▸ The problem
Repeat each entry below exactly.

▸ Records provided

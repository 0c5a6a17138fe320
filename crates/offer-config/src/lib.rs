//! Configuration for the offer pricing service.
//!
//! Configuration is a single TOML file with three sections:
//!
//! - `[resolver]`: settings shared by every resolution (optional).
//! - `[provider]`: which purchase provider implementation to use and the raw
//!   table of each implementation, validated by the implementation itself.
//! - `[profiles.<name>]`: one pricing rule per screen.
//!
//! `${VAR}` and `${VAR:-default}` references are substituted from the
//! environment before parsing.

use offer_types::{PeriodTag, DEFAULT_FALLBACK, DEFAULT_PERIOD_SUFFIX};
use regex::Regex;
use serde::{Deserialize, Serialize};
use std::collections::{BTreeMap, HashMap};
use std::path::Path;
use std::str::FromStr;
use std::time::Duration;
use thiserror::Error;

/// Largest accepted configuration file, in bytes.
const MAX_CONFIG_SIZE: usize = 1024 * 1024;

/// Largest accepted fetch timeout, in milliseconds.
const MAX_FETCH_TIMEOUT_MS: u64 = 60_000;

/// Errors that can occur during configuration operations.
#[derive(Debug, Error)]
pub enum ConfigError {
	/// Error that occurs during file I/O operations.
	#[error("IO error: {0}")]
	Io(#[from] std::io::Error),
	/// Error that occurs when parsing TOML configuration.
	#[error("Configuration error: {0}")]
	Parse(String),
	/// Error that occurs when configuration validation fails.
	#[error("Validation error: {0}")]
	Validation(String),
}

impl From<toml::de::Error> for ConfigError {
	fn from(err: toml::de::Error) -> Self {
		// Keep the message, drop the echoed input
		ConfigError::Parse(err.message().to_string())
	}
}

/// Top-level configuration.
#[derive(Debug, Clone, Deserialize, Serialize)]
pub struct Config {
	/// Settings shared by every resolution.
	#[serde(default)]
	pub resolver: ResolverConfig,
	/// Purchase provider selection and implementation tables.
	pub provider: ProviderConfig,
	/// Pricing rules keyed by screen name.
	pub profiles: BTreeMap<String, ProfileConfig>,
}

/// Settings shared by every resolution.
#[derive(Debug, Clone, Default, Deserialize, Serialize)]
pub struct ResolverConfig {
	/// Upper bound for one offer fetch. Unbounded when absent.
	pub fetch_timeout_ms: Option<u64>,
}

impl ResolverConfig {
	pub fn fetch_timeout(&self) -> Option<Duration> {
		self.fetch_timeout_ms.map(Duration::from_millis)
	}
}

/// Purchase provider selection.
#[derive(Debug, Clone, Deserialize, Serialize)]
pub struct ProviderConfig {
	/// Which implementation to use.
	pub primary: String,
	/// Map of implementation names to their raw configuration tables.
	pub implementations: HashMap<String, toml::Value>,
}

impl ProviderConfig {
	/// Configuration table of the primary implementation.
	pub fn primary_config(&self) -> Option<&toml::Value> {
		self.implementations.get(&self.primary)
	}
}

/// Pricing rule of one screen.
#[derive(Debug, Clone, PartialEq, Eq, Deserialize, Serialize)]
pub struct ProfileConfig {
	/// Billing period to prefer. Defaults to monthly.
	#[serde(default)]
	pub preferred_period: PeriodTag,
	/// Appended to the provider's display price.
	#[serde(default = "default_period_suffix")]
	pub period_suffix: String,
	/// Shown whenever no live price is available.
	#[serde(default = "default_fallback")]
	pub fallback: String,
}

/// Returns the default period suffix.
fn default_period_suffix() -> String {
	DEFAULT_PERIOD_SUFFIX.to_string()
}

/// Returns the default fallback price.
fn default_fallback() -> String {
	DEFAULT_FALLBACK.to_string()
}

impl Default for ProfileConfig {
	fn default() -> Self {
		Self {
			preferred_period: PeriodTag::default(),
			period_suffix: default_period_suffix(),
			fallback: default_fallback(),
		}
	}
}

/// Substitutes `${VAR}` and `${VAR:-default}` with environment values.
///
/// A reference to an unset variable without a default is an error.
pub(crate) fn resolve_env_vars(input: &str) -> Result<String, ConfigError> {
	if input.len() > MAX_CONFIG_SIZE {
		return Err(ConfigError::Validation(format!(
			"Configuration file too large: {} bytes (max: {} bytes)",
			input.len(),
			MAX_CONFIG_SIZE
		)));
	}

	let re = Regex::new(r"\$\{([A-Z_][A-Z0-9_]{0,127})(?::-([^}]{0,256}))?\}")
		.map_err(|e| ConfigError::Parse(format!("Regex error: {}", e)))?;

	let mut resolved = String::with_capacity(input.len());
	let mut last = 0;
	for cap in re.captures_iter(input) {
		let (Some(whole), Some(name)) = (cap.get(0), cap.get(1)) else {
			continue;
		};

		let value = match (std::env::var(name.as_str()), cap.get(2)) {
			(Ok(value), _) => value,
			(Err(_), Some(default)) => default.as_str().to_string(),
			(Err(_), None) => {
				return Err(ConfigError::Validation(format!(
					"Environment variable '{}' not found",
					name.as_str()
				)))
			},
		};

		resolved.push_str(&input[last..whole.start()]);
		resolved.push_str(&value);
		last = whole.end();
	}
	resolved.push_str(&input[last..]);

	Ok(resolved)
}

impl Config {
	/// Loads, resolves and validates the configuration file at `path`.
	pub async fn from_file(path: impl AsRef<Path>) -> Result<Self, ConfigError> {
		let path = path.as_ref();
		let content = tokio::fs::read_to_string(path).await.map_err(|e| {
			ConfigError::Io(std::io::Error::new(
				e.kind(),
				format!("Cannot read {}: {}", path.display(), e),
			))
		})?;
		content.parse()
	}

	/// Profile names in sorted order.
	pub fn profile_names(&self) -> Vec<&str> {
		self.profiles.keys().map(String::as_str).collect()
	}

	/// Validates cross-field constraints serde cannot express.
	fn validate(&self) -> Result<(), ConfigError> {
		if self.provider.primary.is_empty() {
			return Err(ConfigError::Validation(
				"Provider primary implementation cannot be empty".into(),
			));
		}
		if self.provider.primary_config().is_none() {
			return Err(ConfigError::Validation(format!(
				"Primary provider '{}' not found in implementations",
				self.provider.primary
			)));
		}

		if let Some(timeout) = self.resolver.fetch_timeout_ms {
			if timeout == 0 || timeout > MAX_FETCH_TIMEOUT_MS {
				return Err(ConfigError::Validation(format!(
					"resolver.fetch_timeout_ms must be between 1 and {}",
					MAX_FETCH_TIMEOUT_MS
				)));
			}
		}

		if self.profiles.is_empty() {
			return Err(ConfigError::Validation(
				"At least one pricing profile must be configured".into(),
			));
		}
		for (name, profile) in &self.profiles {
			if profile.fallback.trim().is_empty() {
				return Err(ConfigError::Validation(format!(
					"Profile '{}' must have a non-empty fallback",
					name
				)));
			}
			if profile.preferred_period == PeriodTag::Unknown {
				return Err(ConfigError::Validation(format!(
					"Profile '{}' has an unrecognized preferred_period",
					name
				)));
			}
		}

		Ok(())
	}
}

/// Parses a configuration string: env substitution, TOML, validation.
impl FromStr for Config {
	type Err = ConfigError;

	fn from_str(s: &str) -> Result<Self, Self::Err> {
		let resolved = resolve_env_vars(s)?;
		let config: Config = toml::from_str(&resolved)?;
		config.validate()?;
		Ok(config)
	}
}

▸ Answer
repository 0c5a6a17138fe320
filename crates/offer-config/src/lib.rs
//! Configuration for the offer pricing service.
//!
//! Configuration is a single TOML file with three sections:
//!
//! - `[resolver]`: settings shared by every resolution (optional).
//! - `[provider]`: which purchase provider implementation to use and the raw
//!   table of each implementation, validated by the implementation itself.
//! - `[profiles.<name>]`: one pricing rule per screen.
//!
//! `${VAR}` and `${VAR:-default}` references are substituted from the
//! environment before parsing.

use offer_types::{PeriodTag, DEFAULT_FALLBACK, DEFAULT_PERIOD_SUFFIX};
use regex::Regex;
use serde::{Deserialize, Serialize};
use std::collections::{BTreeMap, HashMap};
use std::path::Path;
use std::str::FromStr;
use std::time::Duration;
use thiserror::Error;

/// Largest accepted configuration file, in bytes.
const MAX_CONFIG_SIZE: usize = 1024 * 1024;

/// Largest accepted fetch timeout, in milliseconds.
const MAX_FETCH_TIMEOUT_MS: u64 = 60_000;

/// Errors that can occur during configuration operations.
#[derive(Debug, Error)]
pub enum ConfigError {
	/// Error that occurs during file I/O operations.
	#[error("IO error: {0}")]
	Io(#[from] std::io::Error),
	/// Error that occurs when parsing TOML configuration.
	#[error("Configuration error: {0}")]
	Parse(String),
	/// Error that occurs when configuration validation fails.
	#[error("Validation error: {0}")]
	Validation(String),
}

impl From<toml::de::Error> for ConfigError {
	fn from(err: toml::de::Error) -> Self {
		// Keep the message, drop the echoed input
		ConfigError::Parse(err.message().to_string())
	}
}

/// Top-level configuration.
#[derive(Debug, Clone, Deserialize, Serialize)]
pub struct Config {
	/// Settings shared by every resolution.
	#[serde(default)]
	pub resolver: ResolverConfig,
	/// Purchase provider selection and implementation tables.
	pub provider: ProviderConfig,
	/// Pricing rules keyed by screen name.
	pub profiles: BTreeMap<String, ProfileConfig>,
}

/// Settings shared by every resolution.
#[derive(Debug, Clone, Default, Deserialize, Serialize)]
pub struct ResolverConfig {
	/// Upper bound for one offer fetch. Unbounded when absent.
	pub fetch_timeout_ms: Option<u64>,
}

impl ResolverConfig {
	pub fn fetch_timeout(&self) -> Option<Duration> {
		self.fetch_timeout_ms.map(Duration::from_millis)
	}
}

/// Purchase provider selection.
#[derive(Debug, Clone, Deserialize, Serialize)]
pub struct ProviderConfig {
	/// Which implementation to use.
	pub primary: String,
	/// Map of implementation names to their raw configuration tables.
	pub implementations: HashMap<String, toml::Value>,
}

impl ProviderConfig {
	/// Configuration table of the primary implementation.
	pub fn primary_config(&self) -> Option<&toml::Value> {
		self.implementations.get(&self.primary)
	}
}

/// Pricing rule of one screen.
#[derive(Debug, Clone, PartialEq, Eq, Deserialize, Serialize)]
pub struct ProfileConfig {
	/// Billing period to prefer. Defaults to monthly.
	#[serde(default)]
	pub preferred_period: PeriodTag,
	/// Appended to the provider's display price.
	#[serde(default = "default_period_suffix")]
	pub period_suffix: String,
	/// Shown whenever no live price is available.
	#[serde(default = "default_fallback")]
	pub fallback: String,
}

/// Returns the default period suffix.
fn default_period_suffix() -> String {
	DEFAULT_PERIOD_SUFFIX.to_string()
}

/// Returns the default fallback price.
fn default_fallback() -> String {
	DEFAULT_FALLBACK.to_string()
}

impl Default for ProfileConfig {
	fn default() -> Self {
		Self {
			preferred_period: PeriodTag::default(),
			period_suffix: default_period_suffix(),
			fallback: default_fallback(),
		}
	}
}

/// Substitutes `${VAR}` and `${VAR:-default}` with environment values.
///
/// A reference to an unset variable without a default is an error.
pub(crate) fn resolve_env_vars(input: &str) -> Result<String, ConfigError> {
	if input.len() > MAX_CONFIG_SIZE {
		return Err(ConfigError::Validation(format!(
			"Configuration file too large: {} bytes (max: {} bytes)",
			input.len(),
			MAX_CONFIG_SIZE
		)));
	}

	let re = Regex::new(r"\$\{([A-Z_][A-Z0-9_]{0,127})(?::-([^}]{0,256}))?\}")
		.map_err(|e| ConfigError::Parse(format!("Regex error: {}", e)))?;

	let mut resolved = String::with_capacity(input.len());
	let mut last = 0;
	for cap in re.captures_iter(input) {
		let (Some(whole), Some(name)) = (cap.get(0), cap.get(1)) else {
			continue;
		};

		let value = match (std::env::var(name.as_str()), cap.get(2)) {
			(Ok(value), _) => value,
			(Err(_), Some(default)) => default.as_str().to_string(),
			(Err(_), None) => {
				return Err(ConfigError::Validation(format!(
					"Environment variable '{}' not found",
					name.as_str()
				)))
			},
		};

		resolved.push_str(&input[last..whole.start()]);
		resolved.push_str(&value);
		last = whole.end();
	}
	resolved.push_str(&input[last..]);

	Ok(resolved)
}

impl Config {
	/// Loads, resolves and validates the configuration file at `path`.
	pub async fn from_file(path: impl AsRef<Path>) -> Result<Self, ConfigError> {
		let path = path.as_ref();
		let content = tokio::fs::read_to_string(path).await.map_err(|e| {
			ConfigError::Io(std::io::Error::new(
				e.kind(),
				format!("Cannot read {}: {}", path.display(), e),
			))
		})?;
		content.parse()
	}

	/// Profile names in sorted order.
	pub fn profile_names(&self) -> Vec<&str> {
		self.profiles.keys().map(String::as_str).collect()
	}

	/// Validates cross-field constraints serde cannot express.
	fn validate(&self) -> Result<(), ConfigError> {
		if self.provider.primary.is_empty() {
			return Err(ConfigError::Validation(
				"Provider primary implementation cannot be empty".into(),
			));
		}
		if self.provider.primary_config().is_none() {
			return Err(ConfigError::Validation(format!(
				"Primary provider '{}' not found in implementations",
				self.provider.primary
			)));
		}

		if let Some(timeout) = self.resolver.fetch_timeout_ms {
			if timeout == 0 || timeout > MAX_FETCH_TIMEOUT_MS {
				return Err(ConfigError::Validation(format!(
					"resolver.fetch_timeout_ms must be between 1 and {}",
					MAX_FETCH_TIMEOUT_MS
				)));
			}
		}

		if self.profiles.is_empty() {
			return Err(ConfigError::Validation(
				"At least one pricing profile must be configured".into(),
			));
		}
		for (name, profile) in &self.profiles {
			if profile.fallback.trim().is_empty() {
				return Err(ConfigError::Validation(format!(
					"Profile '{}' must have a non-empty fallback",
					name
				)));
			}
			if profile.preferred_period == PeriodTag::Unknown {
				return Err(ConfigError::Validation(format!(
					"Profile '{}' has an unrecognized preferred_period",
					name
				)));
			}
		}

		Ok(())
	}
}

/// Parses a configuration string: env substitution, TOML, validation.
impl FromStr for Config {
	type Err = ConfigError;

	fn from_str(s: &str) -> Result<Self, Self::Err> {
		let resolved = resolve_env_vars(s)?;
		let config: Config = toml::from_str(&resolved)?;
		config.validate()?;
		Ok(config)
	}
}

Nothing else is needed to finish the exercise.